RideReady checkride oral exam prep is intended for all pilots who are contemplating taking an FAA Practical Test (more commonly known as a "checkride" ). A practical test is the certificate test that you take with an examiner pilot at the end of your training for a certificate or rating. The checkride (essentially) consists of a flight portion, wherein you are tasked with performing maneuvers that you will have been trained on and an oral portion, where the examiner will quiz you on any of a large number of aviation matters.
RideReady is basically a collection of hundreds and hundreds of realistic and fully ACS-compatible FAA checkride questions and answers. The questions are maintained by an editorial team of professional instructors and FAA designated pilot examiners. RideReady is available on several platforms. The learning content is exactly the same no matter what platform you choose to get it on.
RideReady's primary goal is to help you be ready for the oral portion of the checkride. As a secondary benefit, it will also to some degree help you study up on the flight maneuvers that you will need to perform as a double-check that your knowledge of those is up to standards. Because this software contains a large question bank, it is also useful not just for checkride applicants, but also for certified pilots who can use it as a lookup and refresher tool.
Yes! RideReady is 100% compatible with FAA Airman Certification Standards (ACS). The FAA Airman Certification Standards is a system through which the FAA: - classifies information that pilots need to know for their practical tests (and written tests, and flight tests)
- standardizes the checkride experience to help ensure that pilot checkride experiences are roughly similar from examiner to examiner and that they are comprehensive.
ACS replaces older systems of standardization and classification such as the FAA Practical Test Standards (PTS). What ACS does NOT do is in and of itself introduce new material. The things that you need to know for a given checkride - weather, airspace, aerodynamics, regulations, and so on, didn't change at all when the FAA switched to ACS. In fact, from the standpoint of a pilot taking a checkride, it's basically a non-issue - a bureaucratic reshuffle.

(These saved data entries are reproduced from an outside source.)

#[cfg(test)]
mod tests {
    use super::*;
    use crate::aligner::scoring::{translate, PenaltyModel};
    use crate::aligner::Operation;
    use crate::engine::mock::{ScriptStep, ScriptedEngine};
    use crate::engine::{FullMatrixEngine, PackedEngine, ReferenceBandedEngine};
    use Operation::*;

    const EMPTY: FillStatus = FillStatus::empty();

    fn costs() -> EngineCosts {
        translate(&PenaltyModel::SingleAffine { match_score: 1, mismatch: 4, gap_open: 6, gap_extend: 2 }).unwrap()
    }

    #[test]
    fn test_phase_transitions() {
        use FillPhase::*;

        assert_eq!(Root.after(EMPTY), FillingBody);
        assert_eq!(Root.after(FillStatus::NEEDS_TAIL_A), FillingTailA);
        assert_eq!(FillingTailA.after(FillStatus::NEEDS_TAIL_B), FillingBothTails);
        assert_eq!(FillingTailA.after(EMPTY), FillingTailA);
        assert_eq!(FillingTailA.after(FillStatus::NEEDS_TAIL_A), Done);
        assert_eq!(FillingBothTails.after(FillStatus::NEEDS_TAIL_B), Done);
        assert_eq!(FillingBody.after(FillStatus::TERMINATED | FillStatus::NEEDS_TAIL_A), Done);
        assert_eq!(Done.after(EMPTY), Done);
    }

    #[test]
    fn test_phase_sections() {
        let a = Section::new(0, &[]);
        let b = Section::new(2, &[]);
        let tail = Section::new(4, &[]);

        for (phase, expected) in [
            (FillPhase::FillingBody, (0, 2)),
            (FillPhase::FillingTailA, (4, 2)),
            (FillPhase::FillingTailB, (0, 4)),
            (FillPhase::FillingBothTails, (4, 4)),
        ] {
            let (x, y) = phase.sections(a, b, tail);
            assert_eq!((x.id(), y.id()), expected);
        }
    }

    #[test]
    fn test_best_state_first_on_ties() {
        let engine = ScriptedEngine::new(vec![
            ScriptStep::fill(5, EMPTY),
            ScriptStep::fill(8, EMPTY),
            ScriptStep::fill(8, EMPTY),
            ScriptStep::fill(3, FillStatus::TERMINATED),
        ], AlignmentPath::Operations(vec![Match; 4]));
        let log = engine.log();

        let result = BandedAlignmentDriver::default().align(&engine, b"ACGT", b"ACGT").unwrap();
        assert_eq!(result.cigar(), "4M");

        let log = log.borrow();
        assert_eq!(log.traced, vec![FillId(1)]);
        assert_eq!(log.sections.len(), 4);
    }

    #[test]
    fn test_root_only() {
        let engine = ScriptedEngine::new(
            vec![ScriptStep::fill(0, FillStatus::TERMINATED)],
            AlignmentPath::Operations(vec![]),
        );
        let log = engine.log();

        let result = BandedAlignmentDriver::default().align(&engine, b"", b"").unwrap();
        assert!(result.is_empty());

        let log = log.borrow();
        assert_eq!(log.sections, vec![(PATTERN_SECTION, TEXT_SECTION)]);
        assert_eq!(log.traced, vec![FillId(0)]);
        assert_eq!(log.released, vec![FillId(0)]);
        assert_eq!(log.cleaned, 1);
    }

    #[test]
    fn test_tail_switching() {
        let engine = ScriptedEngine::new(vec![
            ScriptStep::fill(1, EMPTY),
            ScriptStep::fill(2, FillStatus::NEEDS_TAIL_B),
            ScriptStep::fill(3, FillStatus::NEEDS_TAIL_A),
            ScriptStep::fill(4, FillStatus::TERMINATED),
        ], AlignmentPath::Operations(vec![Match, Match, Match, Delete]));
        let log = engine.log();

        let result = BandedAlignmentDriver::default().align(&engine, b"ACG", b"ACGT").unwrap();
        assert_eq!(result.cigar(), "3M1D");

        let log = log.borrow();
        assert_eq!(log.sections, vec![
            (PATTERN_SECTION, TEXT_SECTION),
            (PATTERN_SECTION, TEXT_SECTION),
            (PATTERN_SECTION, TAIL_SECTION),
            (TAIL_SECTION, TAIL_SECTION),
        ]);
        assert_eq!(log.traced, vec![FillId(3)]);
        assert!(log.fill_caps.iter().all(|cap| *cap == u32::MAX));
    }

    #[test]
    fn test_repeated_tail_request_stops() {
        // The second request for a tail on A ends the loop, even without TERMINATED. The
        // flag-free step in between does not reset the tail state.
        let engine = ScriptedEngine::new(vec![
            ScriptStep::fill(1, FillStatus::NEEDS_TAIL_A),
            ScriptStep::fill(2, EMPTY),
            ScriptStep::fill(3, FillStatus::NEEDS_TAIL_A),
            ScriptStep::fill(4, FillStatus::TERMINATED),
        ], AlignmentPath::Operations(vec![Match; 4]));
        let log = engine.log();

        BandedAlignmentDriver::default().align(&engine, b"ACGT", b"ACGT").unwrap();

        let log = log.borrow();
        assert_eq!(log.sections, vec![
            (PATTERN_SECTION, TEXT_SECTION),
            (TAIL_SECTION, TEXT_SECTION),
            (TAIL_SECTION, TEXT_SECTION),
        ]);
        assert_eq!(log.traced, vec![FillId(2)]);
        assert_eq!(log.released, vec![FillId(0), FillId(1), FillId(2)]);
    }

    #[test]
    fn test_fill_failure_releases_states() {
        let engine = ScriptedEngine::new(vec![
            ScriptStep::fill(1, EMPTY),
            ScriptStep::fill(2, EMPTY),
            ScriptStep::Fail,
        ], AlignmentPath::Operations(vec![]));
        let log = engine.log();

        let err = BandedAlignmentDriver::default().align(&engine, b"ACGT", b"ACGT").unwrap_err();
        assert_eq!(err.stage(), Some(AlignStage::Fill));

        let log = log.borrow();
        assert!(log.traced.is_empty());
        assert_eq!(log.released, vec![FillId(0), FillId(1)]);
        assert_eq!(log.cleaned, 1);
    }

    #[test]
    fn test_non_termination_guard() {
        let engine = ScriptedEngine::new(vec![ScriptStep::fill(0, EMPTY); 10], AlignmentPath::Operations(vec![]));
        let log = engine.log();

        let driver = BandedAlignmentDriver::new(DriverConfig { max_fill_steps: Some(3), ..DriverConfig::default() });
        let err = driver.align(&engine, b"ACGT", b"ACGT").unwrap_err();
        assert!(matches!(err, BenchAlignError::EngineFailure { stage: AlignStage::Fill, .. }));

        let log = log.borrow();
        assert_eq!(log.sections.len(), 3);
        assert_eq!(log.released.len(), 3);
        assert_eq!(log.cleaned, 1);
    }

    #[test]
    fn test_packed_path_is_decoded() {
        let engine = ScriptedEngine::new(
            vec![ScriptStep::fill(0, FillStatus::TERMINATED)],
            AlignmentPath::Packed { cigar: vec![3 << 4, (1 << 4) | 1], aligned_len: 4 },
        );

        let result = BandedAlignmentDriver::default().align(&engine, b"ACC", b"ACGT").unwrap();
        assert_eq!(result.operations(), &[Match, Match, Mismatch, Delete]);

        let engine = ScriptedEngine::new(
            vec![ScriptStep::fill(0, FillStatus::TERMINATED)],
            AlignmentPath::Packed { cigar: vec![3 << 4], aligned_len: 4 },
        );
        let err = BandedAlignmentDriver::default().align(&engine, b"ACG", b"ACG").unwrap_err();
        assert!(err.is_protocol_violation());
    }

    #[test]
    fn test_huge_padding_is_rejected() {
        let engine = ScriptedEngine::new(vec![ScriptStep::fill(0, FillStatus::TERMINATED)], AlignmentPath::Operations(vec![]));
        let log = engine.log();

        let config = DriverConfig { padding: usize::MAX / 2 + 1, ..DriverConfig::default() };
        let err = BandedAlignmentDriver::new(config).align(&engine, b"ACGT", b"ACGT").unwrap_err();

        assert!(matches!(err, BenchAlignError::AllocationFailure { stage: AlignStage::Encode, requested: usize::MAX }));
        assert!(log.borrow().sections.is_empty());

        assert_eq!(fill_step_limit(3, 4, 32).unwrap(), 75);
        assert!(fill_step_limit(usize::MAX - 4, 4, 0).is_err());
    }

    #[test]
    fn test_invalid_symbol_before_fill() {
        let engine = ScriptedEngine::new(vec![ScriptStep::fill(0, FillStatus::TERMINATED)], AlignmentPath::Operations(vec![]));
        let log = engine.log();

        let err = BandedAlignmentDriver::default().align(&engine, b"ACXT", b"ACGT").unwrap_err();
        assert_eq!(err.stage(), Some(AlignStage::Encode));
        assert!(log.borrow().sections.is_empty());
    }

    #[test]
    fn test_reference_engine_end_to_end() {
        let driver = BandedAlignmentDriver::default();
        let engine: ReferenceBandedEngine = driver.init_engine(&costs()).unwrap();

        let result = driver.align(&engine, b"ACGT", b"ACGT").unwrap();
        assert_eq!(result.operations(), &[Match; 4]);

        let result = driver.align(&engine, b"ACGA", b"ACGT").unwrap();
        assert_eq!(result.operations(), &[Match, Match, Match, Mismatch]);

        let result = driver.align(&engine, b"ACG", b"ACGT").unwrap();
        assert_eq!(result.operations(), &[Match, Match, Match, Delete]);

        let result = driver.align(&engine, b"", b"").unwrap();
        assert!(result.is_empty());
    }

    #[test]
    fn test_unit_penalties() {
        let costs = translate(&PenaltyModel::SingleAffine { match_score: 1, mismatch: 1, gap_open: 1, gap_extend: 1 }).unwrap();
        let driver = BandedAlignmentDriver::default();
        let engine: ReferenceBandedEngine = driver.init_engine(&costs).unwrap();

        let result = driver.align(&engine, b"ACGT", b"ACGT").unwrap();
        assert_eq!(result.operations(), &[Match; 4]);
        assert!(result.is_complete(4, 4));
    }

    #[test]
    fn test_reference_engine_small_blocks() {
        let costs = costs();
        let driver = BandedAlignmentDriver::new(DriverConfig { padding: 4, ..DriverConfig::default() });
        let engine = driver.init_engine::<ReferenceBandedEngine>(&costs).unwrap().with_block_size(4);

        let pattern = b"ACGTTGCATTACGGATC";
        let text = b"ACGTGCATTAACGGAT";
        let result = driver.align(&engine, pattern, text).unwrap();

        assert!(result.is_complete(pattern.len(), text.len()));

        let mut full = FullMatrixEngine::init(&costs).unwrap();
        let expected = full.align(pattern, text).unwrap();
        assert_eq!(result.score(&costs), expected.score);
    }

    #[test]
    fn test_reference_engine_fill_cap() {
        let driver = BandedAlignmentDriver::new(DriverConfig { fill_cap: 1, ..DriverConfig::default() });
        let engine: ReferenceBandedEngine = driver.init_engine(&costs()).unwrap();

        let result = driver.align(&engine, b"ACGTACGT", b"ACGTACGT").unwrap();
        assert_eq!(result.cigar(), "8M");
    }

    #[test]
    fn test_reference_engine_xdrop() {
        let driver = BandedAlignmentDriver::new(DriverConfig { xdrop: 10, padding: 4, ..DriverConfig::default() });
        let engine = driver.init_engine::<ReferenceBandedEngine>(&costs()).unwrap().with_block_size(4);

        let err = driver.align(&engine, b"AAAAAAAACCCCCCCCCCCCCCCC", b"AAAAAAAAGGGGGGGGGGGGGGGG").unwrap_err();
        assert!(matches!(err, BenchAlignError::UnconsumedInput { .. }));
    }
}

RideReady is 100% ACS compatible. That is to say, we check our question banks against the ACS codes and make sure that we cover all or essentially all of the ACS subject matter and knowledge areas that may appear on your checkride. As RideReady was already comprehensive in its coverage of knowledge areas before ACS, this required little to no change in our question banks. Individual FAA and Designated Pilot Examiners still have fairly wide latitude in what exact questions they ask you within the required ACS subject areas but now with ACS you're far less likely to encounter the two historical problem areas of the examiner system - "too easy" examiners who would rush through oral exams, perhaps for financial benefit, and "too hard" examiners who would quiz applicants on material too far afield. ACS helps rein in both extremes.
It's important to remember that oral exam questions are not knowledge test questions. With good examiners, you're very much having a discussion rather than ticking boxes. A very good applicant will be able to answer questions correctly and also demonstrate the deeper insights and connections that they have come to understand. As such, it is possible for a given question, answer, or discussion to cross the lines of several ACS codes. In a very real sense, you can let the examiner worry about the bureaucratic nuances of ACS codes. This leaves you free to concentrate on the material itself. RideReady helps you do this in a highly effective way.